Saturday, August 07, 2021

TV while home

 We didn't go out a lot while I was up at my mom's - she tends to stay home a lot these days. I managed to do the same without going too bonkers. (At home, here, I tend to bounce off the walls a bit if I'm home too long, but I think that's partly my house is smaller and there's no one to talk to)

During downtime not doing other things, I'd cast about for background noise on the tv to knit to, and I wound up finding some of the "weird" channels my mom gets - she has DISH - and they carry lots of things, some of the nostalgia channels that I know are broadcast ('over the air') in some markets because friends have talked about them - COZI, and Me-Tv, and something called FOLK.

I wound up watching two shows from my childhood (well, the episodes of one were from before I was born): Little House on the Prairie on one of the Christian-adjacent channels (I suppose they consider it wholesome) and old (late 60s, so before I was born) re-runs of the Carol Burnett show on FOLK. 

Little House on the Prairie struck me - I read the books numerous times as a kid, and I'm sure I watched the show, but I remember little of it other than that Pa didn't look like the Garth Williams drawings (which show a leaner, and bearded, man) and Carrie falling down on that hill, and the music. The music especially struck me - it's nostalgic to me because it "feels like" 1970s family-show music, but it's really rather anachronistic for the time period in which the show was ostensibly set. Oh, it's not that I don't like it, it's just with more life experience, I go "shouldn't they have used different instrumentation, and maybe a folk-tune modality?" But then again, there are a number of anachronisms - some of the things people say don't ring true to me, and the kids seem maybe a bit more uninhibited (I think in one episode I saw, Laura punched Nellie Oleson) than I think kids of that era might have been, at least in front of adults. And the storylines feel really contrived and simplistic compared to modern dramas. And I now know the "frontier" (which I guess was supposed to be Minnesota based on what some of the characters said about towns and such) was the California hills (I think also much of the Waltons was filmed there, and I realize now that my childhood picture of "rural America" was the California hills on the backlot of some TV station). But again - that's familiar, and in a way, the way things looked, the dustiness and toned-down colors, that's more memorable to me than any particular storyline.
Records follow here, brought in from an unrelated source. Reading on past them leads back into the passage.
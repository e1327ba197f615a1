//! Error types for the booking library.

use std::path::PathBuf;

use thiserror::Error;

/// Comprehensive error type for all booking and redemption operations.
#[derive(Error, Debug)]
pub enum BookingError {
    /// QR artifact encoding failed (payload too large, image or PNG errors).
    ///
    /// Recovered inside the booking lifecycle: the record is still created
    /// with an empty artifact and the failure is logged.
    #[error("QR encoding failed: {message}")]
    ArtifactEncoding { message: String },
    /// Copy-to-clipboard is not available on this system
    #[error("Clipboard unavailable: {reason}")]
    ClipboardUnavailable { reason: String },
    /// Invalid input validation errors
    #[error("Invalid input for field '{field}': {reason}")]
    InvalidInput { field: String, reason: String },
    /// No cafe in the catalog matches the given id or name
    #[error("No cafe matches '{name}'")]
    CafeNotFound { name: String },
    /// The flow was dismissed before the operation completed; any
    /// late-arriving artifact is discarded and no record is produced
    #[error("Flow was dismissed before completing")]
    FlowClosed,
    /// Time arithmetic or parsing errors from the underlying time library
    #[error("Time error: {0}")]
    Time(#[from] jiff::Error),
    /// Serialization/deserialization errors
    #[error("Serialization error: {source}")]
    Serialization {
        #[from]
        source: serde_json::Error,
    },
    /// File export errors (QR image download)
    #[error("Export failed at path '{}': {source}", path.display())]
    Export {
        path: PathBuf,
        source: std::io::Error,
    },
}

/// Builder for creating input validation errors.
pub struct InvalidInputBuilder {
    field: String,
}

impl InvalidInputBuilder {
    /// Create a new invalid input error builder for a field.
    pub fn new(field: impl Into<String>) -> Self {
        Self {
            field: field.into(),
        }
    }

    /// Build the error with the given reason.
    pub fn with_reason(self, reason: impl Into<String>) -> BookingError {
        BookingError::InvalidInput {
            field: self.field,
            reason: reason.into(),
        }
    }
}

impl BookingError {
    /// Creates a builder for input validation errors.
    pub fn invalid_input(field: impl Into<String>) -> InvalidInputBuilder {
        InvalidInputBuilder::new(field)
    }

    /// Creates an artifact encoding error from any displayable cause.
    pub fn artifact(message: impl Into<String>) -> Self {
        Self::ArtifactEncoding {
            message: message.into(),
        }
    }

    /// Creates a clipboard availability error.
    pub fn clipboard(reason: impl Into<String>) -> Self {
        Self::ClipboardUnavailable {
            reason: reason.into(),
        }
    }
}

/// Specialized extension trait for export-related Results.
pub trait ExportResultExt<T> {
    /// Map I/O errors into export errors carrying the offending path.
    fn export_context(self, path: &std::path::Path) -> Result<T>;
}

impl<T> ExportResultExt<T> for std::result::Result<T, std::io::Error> {
    fn export_context(self, path: &std::path::Path) -> Result<T> {
        self.map_err(|e| BookingError::Export {
            path: path.to_path_buf(),
            source: e,
        })
    }
}

/// Result type alias for booking operations
pub type Result<T> = std::result::Result<T, BookingError>;

#[cfg(test)]
mod tests {
    use super::*;

    #[test]
    fn test_invalid_input_builder() {
        let err = BookingError::invalid_input("date").with_reason("must not be in the past");
        match err {
            BookingError::InvalidInput { field, reason } => {
                assert_eq!(field, "date");
                assert_eq!(reason, "must not be in the past");
            }
            _ => panic!("Expected InvalidInput error"),
        }
    }

    #[test]
    fn test_error_display() {
        let err = BookingError::CafeNotFound {
            name: "Moonlight".to_string(),
        };
        assert_eq!(format!("{err}"), "No cafe matches 'Moonlight'");

        let err = BookingError::artifact("payload exceeds QR capacity");
        assert!(format!("{err}").contains("QR encoding failed"));
    }
}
And yet, with all the issues with it, there is something comforting about it. Most of the problems seem to be wrapped up neatly, and even if some of the stories are literally fantastic ("The James Gang hides out in Walnut Grove, and the kid who grows up to shoot them dead later on was a classmate of Mary's!") it's entertaining enough. 

And the old Carol Burnett shows - these were on late in the evening on FOLK, which is a channel that seems to largely exist to show older programming (I guess they also show some infomercials; a lot of those channels do). One thing that struck me about the 1967/68 episodes I saw was how brightly women dressed then - Burnett has some really amazing dresses, sort of mod-style, and in colors like hot pink or electric green, and I admit I rather liked them - and some of the women in the audience were also brightly dressed. I don't know if the bright dresses Burnett wore in the opening segments were sort of a high fashion/theatrical thing, or if women's clothing was just more strongly colored in the late 70s. Also the men - and even the young boys, one or two got asked up on stage so she could give them her autograph - were in ties and either a suit jacket or a sweater. Yes, it's 55 years ago but it strikes me how more formally people dressed. 

Of course most of the rest of the show segments (and it felt like these were repackaged, maybe cut down from an hour-long to half-hours? Some of the closing shots showed the cast in costumes from a skit that had not been in that show) are costumed in various ways; there seemed to have been a running bit with Carol and Harvey Korman playing a married couple with Carol's "sister" (I think she was played by a v. young Vickie Lawrence) got into various scrapes. 

I was also struck that some of the humor bordered more on the risque than I would have thought for network tv in the era. There was a bit where Burnett and Korman played space aliens that had taken on human form, and part of the bit was they "kissed" by touching elbows, but the reaction to the elbow touch was much.....stronger....than you'd think a kiss would elicit. (And the gag being a neighbor came over, and in the course of the sketch, wound up accidentally bumping both Burnett's and Korman's elbows, with predictable results....)

It was interesting, though. I don't get nearly all the channels my mom does and I admit there are times when I might want to just relax with some pleasant background noise and knit (though apparently FOLK can be streamed? I don't know).

1 comment:

Roger Owen Green said...

MeTV shows up as an on-air secondary station to one of our broadcast stations, as well as on cable. But I looked up Durant, OK (the hometown of my 1st wife), and it's only on DISH.

Carol Burnett Show is "old"? It was on 1967-1979
Little House on the Prairie was 1974-1983

Yes, those 30-minute Burnett bits were repackagings. And yes, it WAS occasionally testing the limits, which good comedy should do.

My sister had SUCH a crush on Michael Landon.